Estou caminhando numa rua no centro de Osasco, estou cansado e com sede, mas sempre em frente ,com passos lentos nas calçadas esburacadas, arranhando o braço nos espinhos no caule de umas flores vermelhas, nos rodapés de um edifício qualquer. 24 horas de trafego intenso, e algumas lesmas contrastando todo aquele ritmo. Atravessei a praça do Santo Antonio e logo estava fora do centro, mas ainda receoso com as ruas, como ainda era dia e havia muitas pessoas nas ruas, não fiquei tão preocupado em ser assaltado por algum nóia, ademais eles nunca levam o que querem de mim. Continuo caminhando sem rumo , olhando para os edifícios , para as igrejas, para os pipoqueiros, e viaturas de polícia, e claro para as pessoas na rua. Uma loira logo a frente me chamou a atenção, o toc toc de seu salto alto ,era como uma resposta fina e elegante ,para os assovios de plantão e o cabelão jogado para trás tapava o sol do meu rosto, eu poderia muito bem lhe perguntar as horas, como uma iniciação do flerte barato, claro que eu não tinha nenhuma chance de faze-la sorrir pra mim, e as horas tampouco me importavam, então apenas continuei atrás dela, senti o teu perfume numa briza, era como os canibais , sentindo o cheiro de sangue pela primeira vez, era doce e perigoso, mas de um charme fino de madame, daquelas que tem os homens na bolsa, e os usam apenas como pequenos adornos noite ou outra.
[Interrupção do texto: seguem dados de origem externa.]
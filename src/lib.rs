//! Modal multi-select file chooser for the terminal.
//!
//! [`FileSelectionDialog`] lists one directory at a time, lets the user toggle
//! any number of files that pass an extension filter, and hands the chosen
//! paths to a callback when OK is pressed. [`ui::run`] drives it with
//! crossterm input and ratatui drawing.

pub mod config;
pub mod dialog;
pub mod entry;
pub mod entry_list;
pub mod filter;
pub mod lister;
pub mod logging;
pub mod row;
pub mod ui;

pub use dialog::{
    ClickOutcome, ConfirmOutcome, DialogError, DialogState, DirectoryView, FileSelectionDialog,
};
pub use entry::{Entry, EntryKind};
pub use entry_list::EntryList;
pub use filter::ExtensionFilter;
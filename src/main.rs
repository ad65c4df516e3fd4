mod cli;

use anyhow::Result;
use std::process::ExitCode;

fn main() -> Result<ExitCode> {
    cli::run()
}
use anyhow::{anyhow, Context, Result};
use std::{fs::OpenOptions, path::Path, sync::Mutex};
use tracing_subscriber::EnvFilter;

/// Installs a file-backed subscriber. The terminal belongs to the dialog, so
/// nothing is written to stdout or stderr.
pub fn init(log_path: &Path, verbose: bool) -> Result<()> {
    if let Some(parent) = log_path.parent() {
        std::fs::create_dir_all(parent).context("create log dir")?;
    }
    let file = OpenOptions::new()
        .create(true)
        .append(true)
        .open(log_path)
        .with_context(|| format!("open log file {}", log_path.display()))?;

    let default_level = if verbose { "debug" } else { "info" };
    let filter = EnvFilter::try_from_default_env().unwrap_or_else(|_| EnvFilter::new(default_level));
    tracing_subscriber::fmt()
        .with_env_filter(filter)
        .with_writer(Mutex::new(file))
        .with_ansi(false)
        .try_init()
        .map_err(|err| anyhow!("install log subscriber: {err}"))
}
Já escurecia quando ela entrou no carro, com um careca de barba rala, com dois braços que lhe tiravam todo o conforto, parecia como os bonecos max steel, mas com certeza não passara de um Ken , marido da Barbie. Desci uma rua , nas ruas baixas de Osasco, já fora do centro, a atmosfera era outra, os edifícios deram lugar a barracos amontoados, as igrejas viraram botecos, e as pessoas com certeza poderiam te ferir num simples olhar de 2 segundos, mas eu já me acostumara com aquilo, viver na periferia era como matar um leão por dia, e brigar com outros leões pela carne, sem contar com os abutres que rodeavam todo o território. Nas ruas baixas tinha tudo , como no centro, mas tudo mais restrito e territorial, se você entrar num bar e sentar nos fundos, isso no cento da cidade, o dono ou algum funcionário, logo vem para te atender, já na perifa, você fica lá, e por eles você mofa, se tiver sorte, pois na maioria das vezes alguém sempre vem procurar briga, eu sei que bêbado é bêbado em qualquer lugar, mas na periferia os bêbados podem ser exterminadores do futuro.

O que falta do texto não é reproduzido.